Although there is genetic testing for SynGAP1, Phitsanuwong said that because of its rarity, testing is not recommended for everybody. But testing will not cause any changes to the pregnancy or harm the mother. Hayden’s parents don’t have the gene mutation. But if Hayden were to have a child, there would be a 50% chance she could pass on the gene mutation.
“Although genetic disorders seem like it’s something inherited, all the SynGAP1 we’ve known so far is a new mutation, meaning the parents don’t carry the mutation, but it just happened to the child,” Phitsanuwong said. He said that if parents seeany of the symptoms described here, pediatricians would refer patients to pediatric neurologists. He suggests reading sites like syngap1foundation.org and bit.ly/SynGAP1info for more information.
Zhou said she knows it’s hard for parents to have a child with unknown developmental issues. She’s adamant about trusting your instincts and pushing until you find that specialist or test that will give you answers. Seek out affordable genetic panel testing, she said. Getting an early intervention evaluation does not require a doctor’s order.

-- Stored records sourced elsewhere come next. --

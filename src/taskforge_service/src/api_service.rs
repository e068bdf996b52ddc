use axum::{
    Router,
    routing::{delete, get, post, put},
};
use tokio::net::TcpListener;
use tower_http::{
    cors::{Any, CorsLayer},
    trace::TraceLayer,
};

use taskforge_adapters::JwtConfig;
use taskforge_axum::routes::{
    login::login,
    logout::logout,
    me::me,
    refresh::refresh,
    register::register,
    request_password_reset::request_password_reset,
    resend_verification::resend_verification,
    reset_password::reset_password,
    sessions::{list_sessions, revoke_other_sessions, revoke_session},
    tags::{
        create_tag, delete_tag_by_id, delete_tag_by_name, list_tags, todos_by_tag, unused_tags,
        used_tags,
    },
    todos::{complete_todo, create_todo, delete_todo, get_todo, list_todos, update_todo},
    verify_email::verify_email,
};
use taskforge_core::{
    CredentialStore, EmailClient, PasswordHasher, SessionStore, TagStore, TodoStore,
};

use crate::telemetry::{make_span_with_request_id, on_request, on_response};

/// The full HTTP API: authentication, session management, todos, and tags.
///
/// Generic over the store and service ports so the same wiring serves the
/// Postgres adapters in production and the in-memory adapters in tests.
/// Each route is given exactly the state it needs.
pub struct ApiService {
    router: Router,
}

impl ApiService {
    pub fn new<C, S, T, G, M, H>(
        credential_store: C,
        session_store: S,
        todo_store: T,
        tag_store: G,
        email_client: M,
        password_hasher: H,
        jwt_config: JwtConfig,
    ) -> Self
    where
        C: CredentialStore + Clone + 'static,
        S: SessionStore + Clone + 'static,
        T: TodoStore + Clone + 'static,
        G: TagStore + Clone + 'static,
        M: EmailClient + Clone + 'static,
        H: PasswordHasher + Clone + 'static,
    {
        let router = Router::new()
            // Registration needs credentials, mail, and hashing
            .route("/auth/register", post(register::<C, M, H>))
            .with_state((
                credential_store.clone(),
                email_client.clone(),
                password_hasher.clone(),
            ))
            // Verification only needs the credential store
            .route("/auth/verify-email", post(verify_email::<C>))
            .with_state(credential_store.clone())
            // Login opens a session and mints an access token
            .route("/auth/login", post(login::<C, S, H>))
            .with_state((
                credential_store.clone(),
                session_store.clone(),
                password_hasher.clone(),
                jwt_config.clone(),
            ))
            // Refresh re-validates the session and may rotate it
            .route("/auth/refresh-token", post(refresh::<C, S>))
            .with_state((
                credential_store.clone(),
                session_store.clone(),
                jwt_config.clone(),
            ))
            // Logout only needs the session store
            .route("/auth/logout", post(logout::<S>))
            .with_state(session_store.clone())
            // Code (re)delivery endpoints need credentials and mail
            .route(
                "/auth/resend-verification",
                post(resend_verification::<C, M>),
            )
            .route(
                "/auth/request-password-reset",
                post(request_password_reset::<C, M>),
            )
            .with_state((credential_store.clone(), email_client))
            // Reset invalidates every session of the user
            .route("/auth/reset-password", post(reset_password::<C, S, H>))
            .with_state((
                credential_store.clone(),
                session_store.clone(),
                password_hasher,
            ))
            .route("/auth/me", get(me::<C>))
            .with_state((credential_store, jwt_config.clone()))
            // Session introspection and revocation
            .route(
                "/auth/sessions",
                get(list_sessions::<S>).delete(revoke_other_sessions::<S>),
            )
            .route("/auth/sessions/{id}", delete(revoke_session::<S>))
            .with_state((session_store, jwt_config.clone()))
            // Todos and tags, all ownership-scoped
            .route("/todos", get(list_todos::<T, G>).post(create_todo::<T, G>))
            .route(
                "/todos/{id}",
                get(get_todo::<T, G>)
                    .put(update_todo::<T, G>)
                    .delete(delete_todo::<T, G>),
            )
            .route("/todos/{id}/complete", put(complete_todo::<T, G>))
            .route("/tags", get(list_tags::<T, G>).post(create_tag::<T, G>))
            .route("/tags/used", get(used_tags::<T, G>))
            .route("/tags/unused", get(unused_tags::<T, G>))
            .route("/tags/containing/{name}", get(todos_by_tag::<T, G>))
            .route("/tags/id/{id}", delete(delete_tag_by_id::<T, G>))
            .route("/tags/name/{name}", delete(delete_tag_by_name::<T, G>))
            .with_state((todo_store, tag_store, jwt_config))
            .route("/health", get(health));

        Self { router }
    }

    fn with_trace_layer(mut self) -> Self {
        self.router = self.router.layer(
            TraceLayer::new_for_http()
                .make_span_with(make_span_with_request_id)
                .on_request(on_request)
                .on_response(on_response),
        );
        self
    }

    /// The assembled router, ready to serve or to drive directly in tests.
    pub fn router(self) -> Router {
        let cors = CorsLayer::new()
            .allow_methods(Any)
            .allow_headers(Any)
            .allow_origin(Any);

        self.with_trace_layer().router.layer(cors)
    }

    /// Run as a standalone server on the given listener.
    pub async fn run_standalone(self, listener: TcpListener) -> Result<(), std::io::Error> {
        let router = self.router();

        tracing::info!("Taskforge API listening on {}", listener.local_addr()?);

        axum::serve(listener, router).await
    }
}

async fn health() -> &'static str {
    "ok"
}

Don’t wait and watch like your pediatrician suggests, she said. Instead, get a referral to a neurologist or geneticist. And if your kid has epilepsy or something similar, and no one is listening to you, a trip to the ER for an electroencephalogram or EEG — a medical test used to measure the electrical activity of the brain — may be in order, Zhou said.
Coming from a family of Chinese immigrants, Zhou said she understands how cultural mores can keep parents and individuals from sharing their stories outside of their family circle, but she wants to change that. That’s why she is adamant about sharing Hayden’s story.
“I felt as if it is not something that we do in our culture, talk about children with disabilities and our daily struggles,” Zhou said. “We remained private and didn’t really talk about it. But we’ve grown with Hayden and our mindset has changed quite a bit living with this disorder. We owe it to her to raise awareness of our struggle and to celebrate her triumphs and her successes and our hope for the future.”